Every interior designer who has been in practice for more than a year will recognise the pattern. The project starts with a clearly agreed brief. Then, the project’s boundaries gradually shift, and the client requests an additional room. Then a second round of revisions becomes a third. Then a fourth. Then the procurement list expands. Then the site visits multiply. None of these additions feels unreasonable in isolation, but cumulatively, they represent work that was never priced, never agreed to, and never compensated for.
So, what is Scope Creep?
It is the term used in project management for a gradual, unplanned expansion of work beyond what was originally agreed to.
Interior design projects are particularly prone to it.
Scope creep is one of the most common and most damaging problems in interior design practice. Most designers can attest to that. When left unmanaged, it affects your profitability, strains client relationships, and creates resentment on both sides. Managing it well is not about being difficult with clients. It is about running professional practice with clear agreements and the confidence to uphold them.
Why It Happens
Understanding why tasks go beyond the agreed boundaries of a project will help you address the problem at its source, rather than simply reacting each time it occurs.
The most common cause is an insufficiently detailed project brief at the outset. When work is defined in broad terms: “full redesign of the ground floor”, both the designer and client are working from different mental pictures of what that includes. The client assumes it covers everything they have in mind for the ground floor, while the designer prices it based on a more conservative reading. The gap between those two interpretations is where the problem originates.
A second cause is the absence of a written agreement that specifies exactly what is and is not included. Verbal agreements, however, clearly understood at the time, leave no reference point when a client’s memory of what was agreed to begins to diverge from yours. Without a signed document between both parties, the designer is in a weak position when trying to push back on additional requests.
A third cause is the designer’s reluctance to have difficult conversations, first from the onset and secondly, while the project is ongoing. Saying yes to the client for small additional requests feels easier than addressing the issue directly, particularly early in a client relationship when goodwill feels fragile. The cumulative effect of those small consents is a project that has grown substantially beyond what was priced.
Prevention Is More Effective Than Correction
The most reliable way to manage expanding project boundaries is to prevent the conditions that allow them to develop in the first place. This means spending time in documenting specific, comprehensive, and mutually agreed upon work.
Your contract or letter of agreement should define the agreed work in precise terms:
- Which rooms
- Which phases
- How many design concepts
- How many rounds of revisions
- What is included in site visitations
- What procurement services are covered.
The more specific the document is, the easier it is to refer to when a client requests something that falls outside its scope.
A detailed project brief, developed collaboratively with the client at the start of engagement, serves a similar function.
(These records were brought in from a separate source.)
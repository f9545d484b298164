use std::time::Duration;

use reqwest::Url;
use serde::{
    Deserialize,
    Serialize,
};

use crate::{
    core::{
        http::endpoint,
        DatacleanError,
    },
    persistence::{
        get_data_file_path,
        load_json_or_default,
        save_json,
    },
};

pub const SETTINGS_FILE: &str = "settings.json";

const DEFAULT_INSTRUCTION: &str = "Analyze the quality of these files, detect gender or race \
     bias, and tell me whether they are usable for training an AI model.";

/// Service addresses and defaults. Read once at startup.
#[derive(Debug, Clone, PartialEq, Serialize, Deserialize)]
#[serde(default)]
pub struct Settings {
    pub api_base_url: String,
    pub analyze_path: String,
    pub speak_path: String,
    pub default_instruction: String,
    /// Unset means requests may wait indefinitely.
    pub request_timeout_secs: Option<u64>,
}

impl Default for Settings {
    fn default() -> Self {
        Self {
            api_base_url: "http://127.0.0.1:8000".to_string(),
            analyze_path: "/analyze-batch".to_string(),
            speak_path: "/speak".to_string(),
            default_instruction: DEFAULT_INSTRUCTION.to_string(),
            request_timeout_secs: None,
        }
    }
}

impl Settings {
    /// Loads the settings file, writing the defaults out on first launch so
    /// there is a file to edit.
    pub fn load() -> Self {
        let settings = load_json_or_default::<Settings>(SETTINGS_FILE);
        if !get_data_file_path(SETTINGS_FILE).exists() {
            if let Err(e) = settings.save() {
                tracing::warn!("Failed to write default settings: {}", e);
            }
        }
        settings
    }

    pub fn save(&self) -> Result<(), DatacleanError> {
        save_json(self, SETTINGS_FILE)
    }

    pub fn analyze_url(&self) -> Result<Url, DatacleanError> {
        endpoint(&self.api_base_url, &self.analyze_path)
    }

    pub fn speak_url(&self) -> Result<Url, DatacleanError> {
        endpoint(&self.api_base_url, &self.speak_path)
    }

    pub fn request_timeout(&self) -> Option<Duration> {
        self.request_timeout_secs.filter(|secs| *secs > 0).map(Duration::from_secs)
    }
}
When a client has actively participated in defining the project’s boundaries, they are less likely to be surprised or resistant when those boundaries are invoked later. The brief becomes a shared reference point rather than a designer-imposed constraint.
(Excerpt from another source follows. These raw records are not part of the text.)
use std::sync::Arc;

use super::{
    errors::{
        DatacleanError,
        GuardRejection,
    },
    models::ResultRecord,
};

#[derive(Debug, Clone, Copy, PartialEq, Eq, Hash)]
pub struct NarrationTicket(u64);

#[derive(Debug, Clone, Copy, PartialEq, Eq)]
pub enum NarrationState {
    Idle,
    Requesting(NarrationTicket),
    Playing(NarrationTicket),
}

/// Completion signals delivered by the narration task.
#[derive(Debug)]
pub enum NarrationEvent {
    /// Audio arrived and playback has started.
    Playing,
    /// Playback reached its natural end.
    Finished,
    Failed(DatacleanError),
}

/// Synthesized speech. Owned by exactly one playback scope and released when
/// that scope ends.
#[derive(Debug, Clone)]
pub struct AudioClip {
    bytes: Arc<[u8]>,
}

impl AudioClip {
    pub fn new(bytes: impl Into<Arc<[u8]>>) -> Self {
        Self { bytes: bytes.into() }
    }

    pub fn len(&self) -> usize {
        self.bytes.len()
    }

    pub fn is_empty(&self) -> bool {
        self.bytes.is_empty()
    }

    pub fn into_shared(self) -> Arc<[u8]> {
        self.bytes
    }
}

/// Serializes text-to-speech so that at most one narration exists at a time.
pub struct NarrationController {
    state: NarrationState,
    next_ticket: u64,
}

impl NarrationController {
    pub fn new() -> Self {
        Self { state: NarrationState::Idle, next_ticket: 1 }
    }

    pub fn state(&self) -> NarrationState {
        self.state
    }

    pub fn is_speaking(&self) -> bool {
        self.state != NarrationState::Idle
    }

    pub fn begin(&mut self, text: &str) -> Result<NarrationTicket, GuardRejection> {
        if self.is_speaking() {
            return Err(GuardRejection::NarrationInFlight);
        }
        if text.trim().is_empty() {
            return Err(GuardRejection::EmptyNarrationText);
        }

        let ticket = NarrationTicket(self.next_ticket);
        self.next_ticket += 1;
        self.state = NarrationState::Requesting(ticket);
        tracing::debug!("Narration {:?} requested", ticket);
        Ok(ticket)
    }

    /// Advances the state machine. Events for other tickets are dropped.
    pub fn handle(&mut self, ticket: NarrationTicket, event: NarrationEvent) {
        let next = match (self.state, event) {
            (NarrationState::Requesting(current), NarrationEvent::Playing) if current == ticket => {
                NarrationState::Playing(ticket)
            }
            (NarrationState::Playing(current), NarrationEvent::Finished) if current == ticket => {
                tracing::debug!("Narration {:?} finished", ticket);
                NarrationState::Idle
            }
            (
                NarrationState::Requesting(current) | NarrationState::Playing(current),
                NarrationEvent::Failed(error),
            ) if current == ticket => {
                tracing::warn!("Narration failed: {}", error);
                NarrationState::Idle
            }
            (state, event) => {
                tracing::debug!("Ignoring narration event {:?} in state {:?}", event, state);
                state
            }
        };
        self.state = next;
    }
}

impl Default for NarrationController {
    fn default() -> Self {
        Self::new()
    }
}

/// Spoken text for the item at `index` in the result list.
pub fn narration_text(index: usize, record: &ResultRecord) -> String {
    let summary = record.summary().unwrap_or("No data");
    let quality = record.quality_label();
    let quality = quality.as_deref().unwrap_or("unknown");
    format!("File {}. {}. Quality: {}", index + 1, summary, quality)
}

#[cfg(test)]
mod tests {
    use super::*;
    use crate::core::models::{
        Analysis,
        Finding,
    };

    #[test]
    fn successful_narration_walks_through_playing() {
        let mut controller = NarrationController::new();
        let ticket = controller.begin("File 1. Clean.").unwrap();
        assert_eq!(controller.state(), NarrationState::Requesting(ticket));

        controller.handle(ticket, NarrationEvent::Playing);
        assert_eq!(controller.state(), NarrationState::Playing(ticket));

        controller.handle(ticket, NarrationEvent::Finished);
        assert_eq!(controller.state(), NarrationState::Idle);
    }

    #[test]
    fn failed_request_returns_to_idle_without_playing() {
        let mut controller = NarrationController::new();
        let ticket = controller.begin("File 1.").unwrap();

        controller.handle(
            ticket,
            NarrationEvent::Failed(DatacleanError::HttpStatus {
                status: 502,
                url: "http://tts".to_string(),
            }),
        );

        assert_eq!(controller.state(), NarrationState::Idle);
    }

    #[test]
    fn playback_failure_after_playing_returns_to_idle() {
        let mut controller = NarrationController::new();
        let ticket = controller.begin("File 1.").unwrap();
        controller.handle(ticket, NarrationEvent::Playing);

        controller.handle(
            ticket,
            NarrationEvent::Failed(DatacleanError::Audio("no output device".to_string())),
        );

        assert_eq!(controller.state(), NarrationState::Idle);
        assert!(controller.begin("File 1.").is_ok());
    }

    #[test]
    fn begin_while_speaking_is_rejected() {
        let mut controller = NarrationController::new();
        let ticket = controller.begin("first").unwrap();

        assert_eq!(controller.begin("second").unwrap_err(), GuardRejection::NarrationInFlight);

        controller.handle(ticket, NarrationEvent::Playing);
        assert_eq!(controller.begin("third").unwrap_err(), GuardRejection::NarrationInFlight);
        assert!(controller.is_speaking());
    }

    #[test]
    fn blank_text_is_rejected() {
        let mut controller = NarrationController::new();
        assert_eq!(controller.begin("  ").unwrap_err(), GuardRejection::EmptyNarrationText);
        assert!(!controller.is_speaking());
    }

    #[test]
    fn finished_before_playing_is_ignored() {
        let mut controller = NarrationController::new();
        let ticket = controller.begin("text").unwrap();
        controller.handle(ticket, NarrationEvent::Finished);
        assert_eq!(controller.state(), NarrationState::Requesting(ticket));
    }

    #[test]
    fn narration_text_uses_ordinal_summary_and_quality() {
        let record = ResultRecord::new(
            "a.csv",
            Some(Analysis {
                summary: Some("Tabular sales data".to_string()),
                data_quality: Some(Finding::text("High")),
                ..Default::default()
            }),
        );
        assert_eq!(narration_text(0, &record), "File 1. Tabular sales data. Quality: High");

        let pending = ResultRecord::new("b.csv", None);
        assert_eq!(narration_text(1, &pending), "File 2. No data. Quality: unknown");
    }
}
It is also worth being explicit with clients, early in the relationship, about how additional work is handled. Framing this positively, explaining that any requests beyond the agreed work simply be quoted as separate instructions, normalises the process before it becomes necessary and removes the awkwardness from the conversation, if, and when it eventually arises.
How to Respond When It Happens
Even with careful documentation, additional requests come up on most projects. The way you respond in the moment determines whether the situation is manageable, or whether it will become a source of friction.
The first step is to pause before agreeing to anything. A client’s request that arrives by email, or at a site meeting, does not require an immediate yes. When you take time to assess whether the request falls within the agreed work or not, plus what it would involve to deliver it, you will know for sure whether to respond professionally or reactively.
If the request falls outside the agreed work, acknowledge it positively and make known the fact that it extends beyond the current brief. Offer to provide a separate fee for the additional instruction. Most clients, when this is handled matter-of-factly rather than defensively, will accept the process without difficulty. The tone of the conversation between both of you over the issue matters enormously. Presenting additional fees as a natural and expected part of how professional practice works is very different from presenting them as a complaint.
Keep a written record of all additional instructions and agreements. A brief email confirming what has been requested, what it will cost, and that the client has agreed to proceed, creates a clear audit trail and prevents disputes about what was authorised (or not) later in the project.
It’s Not Just About the Money
Protecting the boundaries of the project is not just about money. It is about delivering the work you agreed to deliver to the standard you committed to, without compromising the quality of your output because of an ever-expanding list of tasks you did not have time or budget to absorb.
Designers who manage this well tend to have stronger client relationships because clients respect clarity. They may not always enjoy being told that an additional request carries an additional fee, but they will prefer working with a designer that’s organised, transparent, and consistent, rather than one who says yes to everything and quietly resents it.